» Dataset content:
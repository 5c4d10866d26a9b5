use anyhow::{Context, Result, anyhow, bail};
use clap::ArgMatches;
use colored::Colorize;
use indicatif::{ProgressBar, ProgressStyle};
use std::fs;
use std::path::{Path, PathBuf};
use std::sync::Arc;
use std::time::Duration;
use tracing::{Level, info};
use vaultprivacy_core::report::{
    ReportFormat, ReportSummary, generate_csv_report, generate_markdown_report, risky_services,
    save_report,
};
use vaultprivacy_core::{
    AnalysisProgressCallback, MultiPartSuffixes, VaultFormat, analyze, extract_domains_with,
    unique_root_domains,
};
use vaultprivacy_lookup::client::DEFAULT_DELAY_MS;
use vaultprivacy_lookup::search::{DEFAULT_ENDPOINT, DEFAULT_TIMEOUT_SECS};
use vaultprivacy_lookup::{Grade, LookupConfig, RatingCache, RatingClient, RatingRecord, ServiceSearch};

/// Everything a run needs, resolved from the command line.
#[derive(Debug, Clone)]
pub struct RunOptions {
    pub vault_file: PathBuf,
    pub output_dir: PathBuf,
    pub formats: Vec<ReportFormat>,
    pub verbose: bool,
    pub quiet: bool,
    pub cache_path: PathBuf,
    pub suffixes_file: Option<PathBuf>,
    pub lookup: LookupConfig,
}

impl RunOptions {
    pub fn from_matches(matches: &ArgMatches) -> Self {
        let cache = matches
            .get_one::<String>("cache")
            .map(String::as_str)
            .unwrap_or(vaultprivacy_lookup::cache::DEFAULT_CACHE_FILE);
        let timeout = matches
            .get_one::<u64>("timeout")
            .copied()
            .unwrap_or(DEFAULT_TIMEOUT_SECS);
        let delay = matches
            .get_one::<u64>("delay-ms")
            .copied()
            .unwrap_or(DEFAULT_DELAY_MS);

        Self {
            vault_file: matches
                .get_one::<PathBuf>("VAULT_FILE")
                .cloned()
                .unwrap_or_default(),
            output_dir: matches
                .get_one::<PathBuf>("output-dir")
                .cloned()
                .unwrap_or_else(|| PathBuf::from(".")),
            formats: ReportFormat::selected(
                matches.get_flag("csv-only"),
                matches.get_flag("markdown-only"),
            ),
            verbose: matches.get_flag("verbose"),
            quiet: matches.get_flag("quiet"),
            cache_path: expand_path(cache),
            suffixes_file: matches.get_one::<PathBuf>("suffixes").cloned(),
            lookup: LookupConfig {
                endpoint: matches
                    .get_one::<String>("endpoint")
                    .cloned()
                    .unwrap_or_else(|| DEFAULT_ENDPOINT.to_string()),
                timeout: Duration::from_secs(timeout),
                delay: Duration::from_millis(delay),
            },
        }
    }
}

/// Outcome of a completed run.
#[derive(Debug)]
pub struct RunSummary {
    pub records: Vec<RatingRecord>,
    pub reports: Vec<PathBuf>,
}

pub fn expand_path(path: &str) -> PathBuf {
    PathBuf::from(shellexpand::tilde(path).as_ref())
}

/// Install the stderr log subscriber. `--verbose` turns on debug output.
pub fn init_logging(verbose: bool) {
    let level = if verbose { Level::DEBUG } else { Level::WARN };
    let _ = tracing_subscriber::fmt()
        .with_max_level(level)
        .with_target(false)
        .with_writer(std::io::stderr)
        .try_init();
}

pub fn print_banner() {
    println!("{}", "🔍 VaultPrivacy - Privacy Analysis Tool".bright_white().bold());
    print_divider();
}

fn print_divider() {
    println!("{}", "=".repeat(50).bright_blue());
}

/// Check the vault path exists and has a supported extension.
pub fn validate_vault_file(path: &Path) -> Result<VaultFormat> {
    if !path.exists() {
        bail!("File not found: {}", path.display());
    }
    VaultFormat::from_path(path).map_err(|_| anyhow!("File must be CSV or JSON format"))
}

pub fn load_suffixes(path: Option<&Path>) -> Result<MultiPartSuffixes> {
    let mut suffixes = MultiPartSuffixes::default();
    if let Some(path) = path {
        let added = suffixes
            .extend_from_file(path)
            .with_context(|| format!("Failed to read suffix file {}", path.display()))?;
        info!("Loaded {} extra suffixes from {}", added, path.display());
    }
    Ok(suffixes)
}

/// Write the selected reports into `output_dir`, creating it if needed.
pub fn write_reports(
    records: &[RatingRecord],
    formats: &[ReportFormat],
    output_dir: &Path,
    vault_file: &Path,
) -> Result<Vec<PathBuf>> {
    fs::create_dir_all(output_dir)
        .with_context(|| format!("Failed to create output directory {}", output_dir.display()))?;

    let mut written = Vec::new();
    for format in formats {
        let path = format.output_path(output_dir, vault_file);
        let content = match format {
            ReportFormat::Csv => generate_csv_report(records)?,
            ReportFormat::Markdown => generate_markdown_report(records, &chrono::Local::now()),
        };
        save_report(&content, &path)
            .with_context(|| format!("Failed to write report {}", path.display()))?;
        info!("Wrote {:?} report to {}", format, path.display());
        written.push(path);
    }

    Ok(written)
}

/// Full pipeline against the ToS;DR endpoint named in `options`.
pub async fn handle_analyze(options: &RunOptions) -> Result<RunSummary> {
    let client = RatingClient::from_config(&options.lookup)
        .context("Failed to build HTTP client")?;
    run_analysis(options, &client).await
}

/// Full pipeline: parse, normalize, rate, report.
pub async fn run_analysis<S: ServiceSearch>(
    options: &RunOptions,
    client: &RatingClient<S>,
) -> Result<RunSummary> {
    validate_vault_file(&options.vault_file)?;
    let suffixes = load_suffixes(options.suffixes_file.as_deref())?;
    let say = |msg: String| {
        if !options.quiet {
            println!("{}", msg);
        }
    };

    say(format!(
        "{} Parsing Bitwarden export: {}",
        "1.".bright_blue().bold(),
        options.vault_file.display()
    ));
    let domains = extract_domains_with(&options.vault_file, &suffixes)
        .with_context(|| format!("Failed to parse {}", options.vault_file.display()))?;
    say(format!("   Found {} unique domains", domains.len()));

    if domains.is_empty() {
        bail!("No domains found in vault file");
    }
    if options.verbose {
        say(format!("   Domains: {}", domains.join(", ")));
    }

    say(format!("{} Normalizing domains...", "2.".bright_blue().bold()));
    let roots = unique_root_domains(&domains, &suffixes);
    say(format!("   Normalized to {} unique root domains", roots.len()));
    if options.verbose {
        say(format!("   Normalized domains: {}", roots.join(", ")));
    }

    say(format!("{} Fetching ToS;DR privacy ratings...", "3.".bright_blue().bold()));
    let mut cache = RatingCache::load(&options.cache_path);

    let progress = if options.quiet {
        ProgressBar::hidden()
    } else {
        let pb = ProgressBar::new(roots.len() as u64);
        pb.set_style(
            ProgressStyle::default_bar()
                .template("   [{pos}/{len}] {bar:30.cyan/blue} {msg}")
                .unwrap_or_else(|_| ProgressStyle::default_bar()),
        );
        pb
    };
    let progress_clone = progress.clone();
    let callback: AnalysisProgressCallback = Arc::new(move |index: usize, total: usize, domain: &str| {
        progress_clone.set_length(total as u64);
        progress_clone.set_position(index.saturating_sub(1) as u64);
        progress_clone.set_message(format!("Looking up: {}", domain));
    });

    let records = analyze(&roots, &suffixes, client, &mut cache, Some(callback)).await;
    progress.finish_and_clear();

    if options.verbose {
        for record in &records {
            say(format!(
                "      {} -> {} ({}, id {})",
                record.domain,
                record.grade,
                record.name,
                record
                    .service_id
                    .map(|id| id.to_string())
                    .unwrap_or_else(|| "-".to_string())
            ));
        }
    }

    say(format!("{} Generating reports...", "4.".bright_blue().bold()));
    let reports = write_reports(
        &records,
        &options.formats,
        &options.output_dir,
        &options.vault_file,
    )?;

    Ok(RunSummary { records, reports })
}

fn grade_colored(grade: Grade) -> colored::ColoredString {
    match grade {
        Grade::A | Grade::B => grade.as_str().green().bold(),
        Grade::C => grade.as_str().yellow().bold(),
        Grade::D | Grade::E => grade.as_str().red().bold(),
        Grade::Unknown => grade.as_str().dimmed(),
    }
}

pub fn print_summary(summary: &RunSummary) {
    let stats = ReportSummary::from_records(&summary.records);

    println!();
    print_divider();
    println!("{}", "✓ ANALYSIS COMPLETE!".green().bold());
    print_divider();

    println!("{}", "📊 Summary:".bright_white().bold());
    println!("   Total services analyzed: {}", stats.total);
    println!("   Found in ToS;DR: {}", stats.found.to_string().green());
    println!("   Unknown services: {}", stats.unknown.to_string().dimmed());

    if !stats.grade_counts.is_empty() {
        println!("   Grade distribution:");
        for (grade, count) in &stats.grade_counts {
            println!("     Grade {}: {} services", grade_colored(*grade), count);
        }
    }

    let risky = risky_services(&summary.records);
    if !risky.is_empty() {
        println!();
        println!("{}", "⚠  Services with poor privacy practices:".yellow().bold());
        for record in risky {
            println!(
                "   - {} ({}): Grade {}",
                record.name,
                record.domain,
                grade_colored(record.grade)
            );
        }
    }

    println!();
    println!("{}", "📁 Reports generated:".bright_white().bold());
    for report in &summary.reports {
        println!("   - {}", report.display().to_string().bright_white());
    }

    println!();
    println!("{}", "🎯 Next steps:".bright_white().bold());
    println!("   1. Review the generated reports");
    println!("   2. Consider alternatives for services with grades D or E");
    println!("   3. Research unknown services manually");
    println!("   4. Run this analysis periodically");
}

==

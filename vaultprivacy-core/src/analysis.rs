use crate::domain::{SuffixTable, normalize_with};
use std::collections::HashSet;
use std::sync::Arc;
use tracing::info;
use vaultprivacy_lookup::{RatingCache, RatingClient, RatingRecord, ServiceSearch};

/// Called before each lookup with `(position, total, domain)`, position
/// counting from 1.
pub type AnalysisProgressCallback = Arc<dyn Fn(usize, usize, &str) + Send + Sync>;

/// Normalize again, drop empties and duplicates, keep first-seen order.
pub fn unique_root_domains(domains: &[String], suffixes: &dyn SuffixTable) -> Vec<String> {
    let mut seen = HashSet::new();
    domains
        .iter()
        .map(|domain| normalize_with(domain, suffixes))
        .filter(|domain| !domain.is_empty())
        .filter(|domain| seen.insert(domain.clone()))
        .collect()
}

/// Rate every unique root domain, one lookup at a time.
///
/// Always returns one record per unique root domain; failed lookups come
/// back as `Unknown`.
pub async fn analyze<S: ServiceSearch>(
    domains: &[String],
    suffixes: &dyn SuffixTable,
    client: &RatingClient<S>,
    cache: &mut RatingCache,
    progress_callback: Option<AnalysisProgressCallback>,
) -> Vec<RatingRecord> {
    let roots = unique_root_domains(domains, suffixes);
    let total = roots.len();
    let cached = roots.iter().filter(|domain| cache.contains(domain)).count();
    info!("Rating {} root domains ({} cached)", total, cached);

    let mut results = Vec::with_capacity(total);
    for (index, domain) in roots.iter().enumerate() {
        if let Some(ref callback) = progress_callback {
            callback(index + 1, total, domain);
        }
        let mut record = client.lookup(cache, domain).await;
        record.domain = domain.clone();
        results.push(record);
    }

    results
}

» Assigned task: If a line in the records above holds the string "push", copy it.

» Output of the exercise:
        written.push(path);
        results.push(record);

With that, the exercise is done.